Kremlin accuses Apple of helping NSA spy on diplomats via iPhone backdoor
The Kremlin Federal Security Service (FSB) has accused Apple of colluding with US spies to install a backdoor on iPhones and spy on thousands of diplomats worldwide. This comes after Kaspersky had earlier revealed that it found spyware on “several dozen” iPhones belonging to Kremlin middle and top management.
However, the security company has said that it has no way to prove if the two incidents are related.
"Although the attacks look similar, we are unable to verify this as we don't have technical details on what has been reported by the FSB so far," the spokesperson said.
According to Russian Intelligence, Apple either told the NSA of vulnerabilities that can be exploited on the iPhones or deliberately installed the vulnerabilities. The NSA then installed its spyware on devices belonging to diplomats and embassies of Russia, NATO members, ex-Soviet nations, Israel, China, and others.
The Kremlin said that Apple cooperated not just with the NSA, but also US intelligence services to help agents spy on targets.
"In the course of ensuring the security of the Russian telecommunications infrastructure, anomalies were identified that are specific only to users of Apple mobile phones and are caused by the operation of previously unknown malicious software that uses software vulnerabilities provided by the manufacturer. It was found that several thousand telephone sets of this brand were infected," the FSB claimed.
The NSA is yet to comment on the matter although Apple has responded by saying it has never colluded with a government agency to install a backdoor on its devices and it never will.

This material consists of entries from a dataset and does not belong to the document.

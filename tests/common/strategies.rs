use proptest::prelude::*;

/// Valid key namespaces
pub fn namespace_strategy() -> impl Strategy<Value = String> {
    "[a-z0-9_.-]{1,32}"
}

/// Valid key values, which may also contain '/'
pub fn value_strategy() -> impl Strategy<Value = String> {
    "[a-z0-9_./-]{1,48}"
}

/// A subscriber option set: (priority, accepts_cancelled)
pub fn subscription_strategy() -> impl Strategy<Value = (i32, bool)> {
    (-5i32..5, any::<bool>())
}

/// Subscription lists including duplicated priorities
pub fn subscriptions_strategy() -> impl Strategy<Value = Vec<(i32, bool)>> {
    prop::collection::vec(subscription_strategy(), 0..24)
}
//! Configuration Loader
//!
//! Environment-aware configuration loading. Values come from an optional
//! config file (YAML, TOML or JSON, detected by extension) and are then
//! overridden by `EVENT_BUS_*` environment variables, using `__` to separate
//! nested keys:
//!
//! ```text
//! EVENT_BUS_BUS__PRIORITY=5
//! EVENT_BUS_BUS__ACCEPTS_CANCELLED=true
//! EVENT_BUS_LOGGING__LEVEL=info
//! ```

use std::collections::HashMap;
use std::env;
use std::path::{Path, PathBuf};
use std::sync::Arc;

use ::config::{Config, Environment, File};
use tracing::{debug, info};

use super::{EventBusConfig, Settings};
use crate::constants::env::{
    CONFIG_PATH, ENVIRONMENT, ENVIRONMENT_FALLBACK, NESTING_SEPARATOR, PREFIX,
};
use crate::constants::system::DEFAULT_CONFIG_FILE;
use crate::error::Result;

/// Loaded, validated settings plus where they came from
#[derive(Debug, Clone)]
pub struct ConfigManager {
    settings: Settings,
    environment: String,
    config_path: PathBuf,
}

impl ConfigManager {
    /// Load configuration from the default location with environment overrides
    pub fn load() -> Result<Arc<ConfigManager>> {
        Self::load_from(Self::default_config_path())
    }

    /// Load configuration from a specific file with environment overrides
    pub fn load_from(path: impl AsRef<Path>) -> Result<Arc<ConfigManager>> {
        Self::load_with_env(path, None)
    }

    /// Load configuration using an explicit variable map instead of the process
    /// environment. Useful for tests that must not touch global state.
    pub fn load_with_env(
        path: impl AsRef<Path>,
        variables: Option<HashMap<String, String>>,
    ) -> Result<Arc<ConfigManager>> {
        let config_path = path.as_ref().to_path_buf();
        let environment = Self::detect_environment();

        debug!(
            environment = %environment,
            config_path = %config_path.display(),
            exists = config_path.exists(),
            "Loading event bus configuration"
        );

        let settings: Settings = Config::builder()
            .add_source(File::from(config_path.as_path()).required(false))
            .add_source(
                Environment::with_prefix(PREFIX)
                    .prefix_separator("_")
                    .separator(NESTING_SEPARATOR)
                    .try_parsing(true)
                    .source(variables),
            )
            .build()?
            .try_deserialize()?;

        settings.validate()?;

        info!(
            environment = %environment,
            priority = settings.bus.priority(),
            accepts_cancelled = settings.bus.accepts_cancelled(),
            "Configuration loaded successfully"
        );

        Ok(Arc::new(ConfigManager {
            settings,
            environment,
            config_path,
        }))
    }

    pub fn settings(&self) -> &Settings {
        &self.settings
    }

    pub fn bus_config(&self) -> EventBusConfig {
        self.settings.bus
    }

    pub fn environment(&self) -> &str {
        &self.environment
    }

    pub fn config_path(&self) -> &Path {
        &self.config_path
    }

    /// `EVENT_BUS_ENV`, then `APP_ENV`, then `development`
    pub fn detect_environment() -> String {
        env::var(ENVIRONMENT)
            .or_else(|_| env::var(ENVIRONMENT_FALLBACK))
            .unwrap_or_else(|_| "development".to_string())
    }

    fn default_config_path() -> PathBuf {
        env::var(CONFIG_PATH)
            .map(PathBuf::from)
            .unwrap_or_else(|_| PathBuf::from(DEFAULT_CONFIG_FILE))
    }
}
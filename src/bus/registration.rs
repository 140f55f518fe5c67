//! # Event Registrations
//!
//! One [`EventRegistration`] exists per event type and bus. It holds the
//! subscriptions of that type as an immutable, priority-sorted snapshot.
//! Subscribing and unsubscribing copy the current list, modify the copy and
//! swap it in under a write lock; dispatch only clones the snapshot `Arc`
//! under a read lock and runs the subscribers without holding any lock.
//! Subscribers may therefore subscribe, unsubscribe or publish re-entrantly,
//! and a change made during a dispatch is only seen by later dispatches.

use std::any::{type_name, Any, TypeId};
use std::fmt;
use std::marker::PhantomData;
use std::sync::Arc;

use parking_lot::RwLock;
use tracing::{debug, trace};

use super::snapshot::{RegistrationSnapshot, SubscriptionSnapshot};
use super::subscription::{EventSubscription, SharedSubscriber, SubscriptionId};
use crate::events::Event;
use crate::key::{Key, Keyed};

/// Subscriptions for the event type `E`
pub struct EventRegistration<E: Event> {
    key: Key,
    subscribers: RwLock<Arc<[EventSubscription<E>]>>,
    _event: PhantomData<fn(&mut E)>,
}

impl<E: Event> EventRegistration<E> {
    pub fn new(key: Key) -> Self {
        Self {
            key,
            subscribers: RwLock::new(Arc::from(Vec::new())),
            _event: PhantomData,
        }
    }

    pub fn key(&self) -> &Key {
        &self.key
    }

    /// Rust type name of the event
    pub fn event_type(&self) -> &'static str {
        type_name::<E>()
    }

    /// Current subscriptions, sorted by ascending priority
    pub fn subscribers(&self) -> Arc<[EventSubscription<E>]> {
        Arc::clone(&*self.subscribers.read())
    }

    pub fn len(&self) -> usize {
        self.subscribers.read().len()
    }

    pub fn is_empty(&self) -> bool {
        self.len() == 0
    }

    /// Add a subscription, keeping registration order among equal priorities
    pub fn subscribe(&self, subscription: EventSubscription<E>) -> SubscriptionId {
        let id = subscription.id();
        let priority = subscription.priority();

        let mut guard = self.subscribers.write();
        let mut updated = guard.to_vec();
        updated.push(subscription);
        updated.sort_by_key(EventSubscription::priority);
        *guard = Arc::from(updated);
        let total = guard.len();
        drop(guard);

        debug!(
            key = %self.key,
            subscription_id = %id,
            priority,
            total,
            "Subscribed to event"
        );
        id
    }

    /// Remove the subscription with the given id
    pub fn unsubscribe(&self, id: SubscriptionId) -> bool {
        let removed = self.remove_where(|subscription| subscription.id() == id);
        if removed > 0 {
            debug!(key = %self.key, subscription_id = %id, "Unsubscribed from event");
        }
        removed > 0
    }

    /// Remove every subscription made with this subscriber instance
    pub fn unsubscribe_subscriber(&self, subscriber: &SharedSubscriber<E>) -> usize {
        let removed = self.remove_where(|subscription| subscription.is_subscriber(subscriber));
        if removed > 0 {
            debug!(key = %self.key, removed, "Unsubscribed subscriber from event");
        }
        removed
    }

    fn remove_where(&self, matches: impl Fn(&EventSubscription<E>) -> bool) -> usize {
        let mut guard = self.subscribers.write();
        if !guard.iter().any(&matches) {
            return 0;
        }

        let before = guard.len();
        // Removal preserves the sorted order
        let retained: Vec<_> = guard
            .iter()
            .filter(|subscription| !matches(*subscription))
            .cloned()
            .collect();
        let removed = before - retained.len();
        *guard = Arc::from(retained);
        removed
    }

    /// Run every eligible subscriber against `event`, returning how many ran
    ///
    /// Cancellation is re-checked before each subscriber, so a subscriber that
    /// cancels the event stops delivery to later subscribers that do not
    /// accept cancelled events.
    pub fn dispatch(&self, event: &mut E) -> usize {
        let subscribers = self.subscribers();
        let mut invoked = 0;

        for subscription in subscribers.iter() {
            if subscription.should_receive(event) {
                subscription.subscriber().handle(event);
                invoked += 1;
            }
        }

        trace!(
            key = %self.key,
            subscribers = subscribers.len(),
            invoked,
            cancelled = event.cancelled(),
            "Dispatched event"
        );
        invoked
    }
}

impl<E: Event> Keyed for EventRegistration<E> {
    fn key(&self) -> &Key {
        &self.key
    }
}

impl<E: Event> fmt::Debug for EventRegistration<E> {
    fn fmt(&self, f: &mut fmt::Formatter<'_>) -> fmt::Result {
        f.debug_struct("EventRegistration")
            .field("key", &self.key)
            .field("type", &self.event_type())
            .field("subscribers", &self.subscribers())
            .finish()
    }
}

/// Type-erased view of a registration, used by the registration table and
/// for introspection
pub trait ErasedRegistration: Send + Sync {
    fn key(&self) -> &Key;

    fn event_type(&self) -> &'static str;

    fn event_type_id(&self) -> TypeId;

    fn subscriber_count(&self) -> usize;

    fn snapshot(&self) -> RegistrationSnapshot;

    fn into_any(self: Arc<Self>) -> Arc<dyn Any + Send + Sync>;
}

impl<E: Event> ErasedRegistration for EventRegistration<E> {
    fn key(&self) -> &Key {
        &self.key
    }

    fn event_type(&self) -> &'static str {
        type_name::<E>()
    }

    fn event_type_id(&self) -> TypeId {
        TypeId::of::<E>()
    }

    fn subscriber_count(&self) -> usize {
        self.len()
    }

    fn snapshot(&self) -> RegistrationSnapshot {
        RegistrationSnapshot {
            key: self.key.clone(),
            event_type: type_name::<E>().to_string(),
            subscribers: self
                .subscribers()
                .iter()
                .map(|subscription| SubscriptionSnapshot {
                    id: subscription.id(),
                    priority: subscription.priority(),
                    accepts_cancelled: subscription.accepts_cancelled(),
                })
                .collect(),
        }
    }

    fn into_any(self: Arc<Self>) -> Arc<dyn Any + Send + Sync> {
        self
    }
}

/// Recover the typed registration behind an erased one
pub fn downcast<E: Event>(erased: Arc<dyn ErasedRegistration>) -> Option<Arc<EventRegistration<E>>> {
    erased.into_any().downcast::<EventRegistration<E>>().ok()
}
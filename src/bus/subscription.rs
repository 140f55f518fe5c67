//! Subscribers and prioritized subscriptions.

use std::fmt;
use std::sync::atomic::{AtomicU64, Ordering};
use std::sync::Arc;

use serde::{Deserialize, Serialize};

use crate::events::Event;

static NEXT_SUBSCRIPTION_ID: AtomicU64 = AtomicU64::new(1);

/// Identifies one subscription, unique for the lifetime of the process
#[derive(Debug, Clone, Copy, PartialEq, Eq, Hash, PartialOrd, Ord, Serialize, Deserialize)]
#[serde(transparent)]
pub struct SubscriptionId(u64);

impl SubscriptionId {
    pub(crate) fn next() -> Self {
        Self(NEXT_SUBSCRIPTION_ID.fetch_add(1, Ordering::Relaxed))
    }

    pub fn as_u64(&self) -> u64 {
        self.0
    }
}

impl fmt::Display for SubscriptionId {
    fn fmt(&self, f: &mut fmt::Formatter<'_>) -> fmt::Result {
        write!(f, "#{}", self.0)
    }
}

/// Handles published events of type `E`
///
/// Implemented for every `Fn(&mut E) + Send + Sync + 'static`, so closures can
/// be used directly.
pub trait EventSubscriber<E: Event>: Send + Sync + 'static {
    fn handle(&self, event: &mut E);
}

impl<E, F> EventSubscriber<E> for F
where
    E: Event,
    F: Fn(&mut E) + Send + Sync + 'static,
{
    fn handle(&self, event: &mut E) {
        self(event)
    }
}

/// A subscriber instance that can be shared and later unsubscribed by identity
pub type SharedSubscriber<E> = Arc<dyn EventSubscriber<E>>;

/// A subscriber plus the options it was registered with
pub struct EventSubscription<E: Event> {
    id: SubscriptionId,
    priority: i32,
    accepts_cancelled: bool,
    subscriber: SharedSubscriber<E>,
}

impl<E: Event> EventSubscription<E> {
    pub fn new(priority: i32, accepts_cancelled: bool, subscriber: SharedSubscriber<E>) -> Self {
        Self {
            id: SubscriptionId::next(),
            priority,
            accepts_cancelled,
            subscriber,
        }
    }

    pub fn id(&self) -> SubscriptionId {
        self.id
    }

    /// Lower priorities run first
    pub fn priority(&self) -> i32 {
        self.priority
    }

    pub fn accepts_cancelled(&self) -> bool {
        self.accepts_cancelled
    }

    pub fn subscriber(&self) -> &SharedSubscriber<E> {
        &self.subscriber
    }

    /// Whether this subscription wraps exactly the given subscriber instance
    pub fn is_subscriber(&self, subscriber: &SharedSubscriber<E>) -> bool {
        // Compare data pointers only, vtable pointers are not unique
        std::ptr::eq(
            Arc::as_ptr(&self.subscriber) as *const (),
            Arc::as_ptr(subscriber) as *const (),
        )
    }

    /// Whether this subscription should see `event` in its current state
    pub fn should_receive(&self, event: &E) -> bool {
        !event.cancelled() || self.accepts_cancelled
    }
}

// Manual impls: deriving would require `E: Clone` / `E: Debug`
impl<E: Event> Clone for EventSubscription<E> {
    fn clone(&self) -> Self {
        Self {
            id: self.id,
            priority: self.priority,
            accepts_cancelled: self.accepts_cancelled,
            subscriber: Arc::clone(&self.subscriber),
        }
    }
}

impl<E: Event> fmt::Debug for EventSubscription<E> {
    fn fmt(&self, f: &mut fmt::Formatter<'_>) -> fmt::Result {
        f.debug_struct("EventSubscription")
            .field("id", &self.id)
            .field("priority", &self.priority)
            .field("accepts_cancelled", &self.accepts_cancelled)
            .field("subscriber", &"<Arc<dyn EventSubscriber>>")
            .finish()
    }
}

Kremlin has not provided evidence to support their claim although it won’t be surprising considering America’s history of spying on foreign states and its citizens. However, what would be interesting is if Apple actually worked with the NSA to facilitate the said espionage.
Representatives from Kaspersky have said they conducting further investigation on the malware they found, but based on first impression the malware was planted by very skilled professionals.
"The sophistication of the attack, usage of undocumented iOS features, and the complexity of the payload clearly indicate that very high-skilled professionals are behind it, backed up by a significant budget with barely pure criminal intentions," the spokesman said.